If $F$ is a contravariant functor from the (weak) homotopy category of topological spaces $\mathrm{Ho}(\mathrm{Top}_\ast)$ to the category $\mathrm{Set}_\ast$ of pointed sets which sends coproducts (i.e. wedges) to products and weak/homotopy pushouts (or CW triads) to weak pullbacks, then $F$ is repesentable.

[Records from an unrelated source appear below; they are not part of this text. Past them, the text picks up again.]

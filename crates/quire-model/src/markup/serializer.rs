//! Document to markup.

use html_escape::{encode_double_quoted_attribute, encode_text};

use crate::document::Document;
use crate::node::{Mark, Node, NodeKind, TextRun};

use super::youtube_embed_url;

/// Serializes a document to canonical markup.
pub fn serialize(doc: &Document) -> String {
    let mut out = String::new();
    for block in doc.blocks() {
        write_block(&mut out, block);
    }
    out
}

fn write_block(out: &mut String, node: &Node) {
    match node.kind() {
        NodeKind::Doc => node.children().iter().for_each(|c| write_block(out, c)),
        NodeKind::Paragraph => write_textblock(out, "p", node.runs()),
        NodeKind::Heading { level } => write_textblock(out, &format!("h{level}"), node.runs()),
        NodeKind::Blockquote => write_container(out, "blockquote", node),
        NodeKind::BulletList => write_container(out, "ul", node),
        NodeKind::OrderedList => write_container(out, "ol", node),
        NodeKind::ListItem => write_container(out, "li", node),
        NodeKind::Image { src, alt } => {
            out.push_str("<img src=\"");
            out.push_str(&encode_double_quoted_attribute(src));
            out.push('"');
            if let Some(alt) = alt {
                out.push_str(" alt=\"");
                out.push_str(&encode_double_quoted_attribute(alt));
                out.push('"');
            }
            out.push('>');
        }
        NodeKind::Video { video_id } => {
            let id = encode_double_quoted_attribute(video_id);
            out.push_str(&format!(
                "<iframe src=\"{}\" data-video-id=\"{id}\" allowfullscreen></iframe>",
                encode_double_quoted_attribute(&youtube_embed_url(video_id)),
            ));
        }
        NodeKind::HorizontalRule => out.push_str("<hr>"),
    }
}

fn write_container(out: &mut String, tag: &str, node: &Node) {
    out.push_str(&format!("<{tag}>"));
    for child in node.children() {
        write_block(out, child);
    }
    out.push_str(&format!("</{tag}>"));
}

fn write_textblock(out: &mut String, tag: &str, runs: &[TextRun]) {
    out.push_str(&format!("<{tag}>"));
    write_inline(out, runs);
    out.push_str(&format!("</{tag}>"));
}

/// Writes runs, keeping marks open across neighbours that share them.
///
/// Marks are nested in canonical order, so a run only closes the marks
/// past the longest prefix it shares with what is already open.
fn write_inline(out: &mut String, runs: &[TextRun]) {
    let mut open: Vec<&Mark> = Vec::new();
    for run in runs {
        let wanted: Vec<&Mark> = run.marks.iter().collect();
        let shared = open
            .iter()
            .zip(&wanted)
            .take_while(|(a, b)| a == b)
            .count();
        while open.len() > shared {
            if let Some(mark) = open.pop() {
                close_mark(out, mark);
            }
        }
        for mark in &wanted[shared..] {
            open_mark(out, mark);
            open.push(mark);
        }
        write_text(out, &run.text);
    }
    while let Some(mark) = open.pop() {
        close_mark(out, mark);
    }
}

fn write_text(out: &mut String, text: &str) {
    let mut lines = text.split('\n');
    if let Some(first) = lines.next() {
        out.push_str(&encode_text(first));
    }
    for line in lines {
        out.push_str("<br>");
        out.push_str(&encode_text(line));
    }
}

fn open_mark(out: &mut String, mark: &Mark) {
    match mark {
        Mark::Link { href, label } => {
            out.push_str("<a href=\"");
            out.push_str(&encode_double_quoted_attribute(href));
            out.push('"');
            if let Some(label) = label {
                out.push_str(" title=\"");
                out.push_str(&encode_double_quoted_attribute(label));
                out.push('"');
            }
            out.push('>');
        }
        Mark::Bold => out.push_str("<strong>"),
        Mark::Italic => out.push_str("<em>"),
        Mark::Underline => out.push_str("<u>"),
    }
}

fn close_mark(out: &mut String, mark: &Mark) {
    out.push_str(match mark {
        Mark::Link { .. } => "</a>",
        Mark::Bold => "</strong>",
        Mark::Italic => "</em>",
        Mark::Underline => "</u>",
    });
}
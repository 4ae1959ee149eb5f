//! Benchmarks for document operations.
//!
//! Run with: cargo bench

use criterion::{BenchmarkId, Criterion, black_box, criterion_group, criterion_main};
use quire_core::{Command, Engine};
use quire_model::{MarkType, Schema, Selection, markup, resolve_mark_range};

/// Generates post markup with the given number of paragraphs.
fn generate_post(paragraphs: usize) -> String {
    (0..paragraphs)
        .map(|i| {
            format!(
                "<p>Paragraph {i} has <strong>bold</strong>, <em>italic</em> and a \
                 <a href=\"https://example.com/{i}\">link to somewhere</a>.</p>"
            )
        })
        .collect()
}

/// Benchmarks parsing stored markup.
fn bench_parse(c: &mut Criterion) {
    let mut group = c.benchmark_group("parse");
    let schema = Schema::default();

    for size in [10, 100, 1000].iter() {
        let input = generate_post(*size);
        group.bench_with_input(BenchmarkId::new("set_content", size), &input, |b, input| {
            b.iter(|| black_box(markup::parse(black_box(input), &schema).unwrap()))
        });
    }

    group.finish();
}

/// Benchmarks serializing documents.
fn bench_serialize(c: &mut Criterion) {
    let mut group = c.benchmark_group("serialize");
    let schema = Schema::default();

    for size in [10, 100, 1000].iter() {
        let doc = markup::parse(&generate_post(*size), &schema).unwrap();
        group.bench_with_input(BenchmarkId::new("serialized_content", size), &doc, |b, doc| {
            b.iter(|| black_box(markup::serialize(black_box(doc))))
        });
    }

    group.finish();
}

/// Benchmarks transactions on a large document.
fn bench_transactions(c: &mut Criterion) {
    let mut group = c.benchmark_group("transactions");
    let engine = Engine::default();
    let doc = engine.set_content(&generate_post(1000)).unwrap();
    let mid = doc.size() / 2;

    group.bench_function("bold_whole_document", |b| {
        let sel = Selection::all(&doc);
        b.iter(|| {
            black_box(
                engine
                    .apply_command(&doc, &sel, &Command::ToggleMark(MarkType::Bold))
                    .unwrap(),
            )
        })
    });

    group.bench_function("delete_middle_half", |b| {
        let sel = Selection::range(doc.size() / 4, doc.size() * 3 / 4);
        b.iter(|| {
            black_box(
                engine
                    .apply_command(&doc, &sel, &Command::DeleteSelection)
                    .unwrap(),
            )
        })
    });

    group.bench_function("resolve_mark_range", |b| {
        b.iter(|| black_box(resolve_mark_range(&doc, black_box(mid), MarkType::Link)))
    });

    group.finish();
}

criterion_group!(benches, bench_parse, bench_serialize, bench_transactions);
criterion_main!(benches);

However, I have been unable to find a convincing proof of this statement. All the proofs I have found fall into one of these classes:

  1. Proofs of an analogous statement where $\mathrm{Ho}(\mathrm{Top}_*)$ is replaced by its subcategory of pointed connected spaces.
  2. Proofs which purport to prove the above statment, but which actually implicitly assume all spaces are connected at some point. (It's sometimes hard to tell whether a given proof falls into this class or the previous one, since some classical algebraic topologists seem to use "space" to mean "connected pointed space".)
  3. Proofs that all cohomology theories are representable by a spectrum. Here the suspension axiom implies that the behavior on connected spaces determines the whole theory.

The issue is that the collection of pointed spheres $\{S^n | n\ge 0\}$ is not a strongly generating set for all of $\mathrm{Ho}(\mathrm{Top}_*)$: a weak equivalence of pointed spaces is still required to induce isomorphisms of homotopy groups with all basepoints, whereas mapping out of pointed spheres detects only homotopy groups at the specified basepoint (and hence at any other basepoint in the same component).

Is the above version of the theorem true, without connectedness hypotheses? If so, where can I find a proof?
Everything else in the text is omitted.